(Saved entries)
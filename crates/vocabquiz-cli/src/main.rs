//! vocabquiz CLI: the user-facing command-line interface.

use std::path::PathBuf;
use std::process;

use clap::{Parser, Subcommand};

use vocabquiz_core::error::StoreError;

mod commands;

#[derive(Parser)]
#[command(name = "vocabquiz", version, about = "Multiple-choice vocabulary quizzes")]
struct Cli {
    #[command(subcommand)]
    command: Commands,
}

#[derive(Subcommand)]
enum Commands {
    /// Start an interactive quiz
    Quiz {
        /// Deck file to quiz on (defaults to `deck` from the config)
        #[arg(long)]
        deck: Option<PathBuf>,

        /// Only ask items at this mastery level
        #[arg(long)]
        level: Option<u8>,

        /// Start on a specific item: "source_lang|target_lang|source_text|target_text"
        #[arg(long)]
        item: Option<String>,

        /// What launched the quiz (quick-action, shortcut, search, ...)
        #[arg(long)]
        launch: Option<String>,

        /// RNG seed for a reproducible question order
        #[arg(long)]
        seed: Option<u64>,

        /// Config file path
        #[arg(long)]
        config: Option<PathBuf>,
    },

    /// Show how many items sit at each mastery level
    Levels {
        /// Deck file (defaults to `deck` from the config)
        #[arg(long)]
        deck: Option<PathBuf>,

        /// Output format: text, json
        #[arg(long, default_value = "text")]
        format: String,

        /// Config file path
        #[arg(long)]
        config: Option<PathBuf>,
    },

    /// List a deck's items, highest level first
    List {
        /// Deck file (defaults to `deck` from the config)
        #[arg(long)]
        deck: Option<PathBuf>,

        /// Only show items whose source text contains this (case-insensitive)
        #[arg(long)]
        search: Option<String>,

        /// Config file path
        #[arg(long)]
        config: Option<PathBuf>,
    },

    /// Validate deck TOML files
    Validate {
        /// Path to deck file or directory
        #[arg(long)]
        deck: PathBuf,
    },

    /// Add the items of one deck to another, skipping ones already present
    Import {
        /// Deck to read new items from
        #[arg(long)]
        from: PathBuf,

        /// Deck to add them to
        #[arg(long)]
        into: PathBuf,
    },

    /// Create starter config and deck
    Init,
}

fn main() {
    tracing_subscriber::fmt()
        .with_writer(std::io::stderr)
        .with_env_filter(
            tracing_subscriber::EnvFilter::from_default_env()
                .add_directive(tracing::Level::WARN.into()),
        )
        .init();

    let cli = Cli::parse();

    let result = match cli.command {
        Commands::Quiz {
            deck,
            level,
            item,
            launch,
            seed,
            config,
        } => commands::quiz::execute(deck, level, item, launch, seed, config),
        Commands::Levels {
            deck,
            format,
            config,
        } => commands::levels::execute(deck, format, config),
        Commands::List {
            deck,
            search,
            config,
        } => commands::list::execute(deck, search, config),
        Commands::Validate { deck } => commands::validate::execute(deck),
        Commands::Import { from, into } => commands::import::execute(from, into),
        Commands::Init => commands::init::execute(),
    };

    if let Err(e) = result {
        eprintln!("Error: {e:#}");
        let content_error = e
            .chain()
            .filter_map(|cause| cause.downcast_ref::<StoreError>())
            .any(StoreError::is_content_error);
        if content_error {
            eprintln!("The deck file itself needs fixing; retrying will not help.");
        }
        process::exit(1);
    }
}
//! The `vocabquiz quiz` command.

use std::io::BufRead;
use std::path::PathBuf;

use anyhow::{Context, Result};
use rand::rngs::StdRng;
use rand::SeedableRng;

use vocabquiz_core::config::load_config_from;
use vocabquiz_core::deck::DeckStore;
use vocabquiz_core::engine::{QuizState, NUM_ANSWERS};
use vocabquiz_core::launch::{LaunchAction, LaunchInbox, LaunchSource};
use vocabquiz_core::model::{IdentityKey, VocabularyItem, MAX_LEVEL};
use vocabquiz_core::session::QuizSession;
use vocabquiz_core::traits::ItemStore;

const HELP: &str = "Commands: 1-4 answer, n next, l <level> toggle level filter, m lowest level, c clear filter, q quit";

/// One line of user input.
#[derive(Debug, PartialEq, Eq)]
enum Input {
    Answer(usize),
    Next,
    Level(u8),
    MinLevel,
    ClearLevel,
    Quit,
    Unknown,
}

fn parse_input(line: &str) -> Input {
    let mut words = line.split_whitespace();
    match (words.next(), words.next()) {
        (Some("q" | "quit"), None) => Input::Quit,
        (Some("n" | "next"), None) => Input::Next,
        (Some("m" | "min"), None) => Input::MinLevel,
        (Some("c" | "clear"), None) => Input::ClearLevel,
        (Some("l" | "level"), Some(level)) => match level.parse() {
            Ok(level) if level <= MAX_LEVEL => Input::Level(level),
            _ => Input::Unknown,
        },
        (Some(choice), None) => match choice.parse::<usize>() {
            Ok(n) if (1..=NUM_ANSWERS).contains(&n) => Input::Answer(n - 1),
            _ => Input::Unknown,
        },
        _ => Input::Unknown,
    }
}

pub fn execute(
    deck_path: Option<PathBuf>,
    level: Option<u8>,
    item: Option<String>,
    launch: Option<String>,
    seed: Option<u64>,
    config_path: Option<PathBuf>,
) -> Result<()> {
    let config = load_config_from(config_path.as_deref())?;
    let deck_path = super::resolve_deck(deck_path, &config)?;

    let level = level.or(config.default_level);
    if let Some(level) = level {
        anyhow::ensure!(level <= MAX_LEVEL, "level must be between 0 and {MAX_LEVEL}");
    }

    let mut store = DeckStore::open(&deck_path)?;
    let mut pool = store.load_items()?;

    let rng = match seed.or(config.seed) {
        Some(seed) => StdRng::seed_from_u64(seed),
        None => StdRng::from_os_rng(),
    };
    let mut session = QuizSession::with_rng(rng).with_level_filter(level);

    let mut inbox = LaunchInbox::new();
    if item.is_some() || launch.is_some() {
        let source = launch
            .as_deref()
            .map(str::parse::<LaunchSource>)
            .transpose()
            .map_err(|e| anyhow::anyhow!("{}", e))?
            .unwrap_or(LaunchSource::QuickAction);
        let item = item
            .as_deref()
            .map(str::parse::<IdentityKey>)
            .transpose()
            .map_err(|e| anyhow::anyhow!("{}", e))?;
        inbox.deliver(LaunchAction::StartQuiz { source, item });
    }

    println!("Deck: {} ({} items)", store.name(), pool.len());
    println!("{HELP}");

    match inbox.take() {
        Some(action) => {
            let missing = match &action {
                LaunchAction::StartQuiz {
                    item: Some(key), ..
                } => !pool.iter().any(|item| item.key() == key),
                LaunchAction::StartQuiz { item: None, .. } => false,
            };
            session.handle_launch(action, &pool);
            if missing {
                println!("Requested item is not in this deck, asking a random one.");
                session.next_question(&pool);
            }
        }
        None => {
            session.next_question(&pool);
        }
    }
    print_question(&session, &pool, config.show_levels);

    let mut answered = 0u32;
    let mut correct = 0u32;

    for line in std::io::stdin().lock().lines() {
        let line = line.context("failed to read input")?;
        if line.trim().is_empty() {
            continue;
        }

        match parse_input(&line) {
            Input::Quit => break,
            Input::Next => {
                session.next_question(&pool);
                print_question(&session, &pool, config.show_levels);
            }
            Input::Level(level) => {
                if session.is_level_available(level) {
                    session.change_level(level, &pool);
                    print_question(&session, &pool, config.show_levels);
                } else {
                    println!("No items at level {level}.");
                }
            }
            Input::MinLevel => {
                session.select_min_level(&pool);
                print_question(&session, &pool, config.show_levels);
            }
            Input::ClearLevel => {
                session.clear_level();
                println!("Level filter cleared.");
            }
            Input::Answer(position) => {
                let Some(&selected) = session.state().answer_indexes().get(position) else {
                    println!("No question to answer. Press n for a new one.");
                    continue;
                };
                match session.answer(selected, &mut pool) {
                    Some(changed) => {
                        store.save_level(&pool[changed])?;
                        answered += 1;
                        let item = &pool[changed];
                        if session.state().answered_correctly() == Some(true) {
                            correct += 1;
                            println!("Correct! (level {}/{MAX_LEVEL})", item.level());
                        } else {
                            println!(
                                "Wrong. {} = {} (level {}/{MAX_LEVEL})",
                                item.source_text(),
                                item.target_text(),
                                item.level()
                            );
                        }
                        println!("Press n for the next question.");
                    }
                    None => println!("Already answered. Press n for the next question."),
                }
            }
            Input::Unknown => println!("{HELP}"),
        }
    }

    session.finish();
    println!("Answered {answered}, correct {correct}.");
    Ok(())
}

fn print_question(session: &QuizSession<StdRng>, pool: &[VocabularyItem], show_levels: bool) {
    let QuizState::Active {
        question_index,
        answer_indexes,
        ..
    } = session.state()
    else {
        println!("Not enough items for a quiz (need at least {NUM_ANSWERS}).");
        return;
    };

    let question = &pool[*question_index];
    println!();
    if show_levels {
        println!(
            "Question: {} ({} -> {}) [level {}/{MAX_LEVEL}]",
            question.source_text(),
            question.source_language(),
            question.target_language(),
            question.level()
        );
        let levels: Vec<String> = session
            .available_levels()
            .iter()
            .map(|l| {
                if session.level_filter() == Some(*l) {
                    format!("[{l}]")
                } else {
                    l.to_string()
                }
            })
            .collect();
        println!("Levels: {}", levels.join(" "));
    } else {
        println!(
            "Question: {} ({} -> {})",
            question.source_text(),
            question.source_language(),
            question.target_language()
        );
    }
    for (n, &index) in answer_indexes.iter().enumerate() {
        println!("  {}) {}", n + 1, pool[index].target_text());
    }
}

(Activity)
All lines of the records containing "selected" should be shown.

(Expected answer)
                let Some(&selected) = session.state().answer_indexes().get(position) else {
                match session.answer(selected, &mut pool) {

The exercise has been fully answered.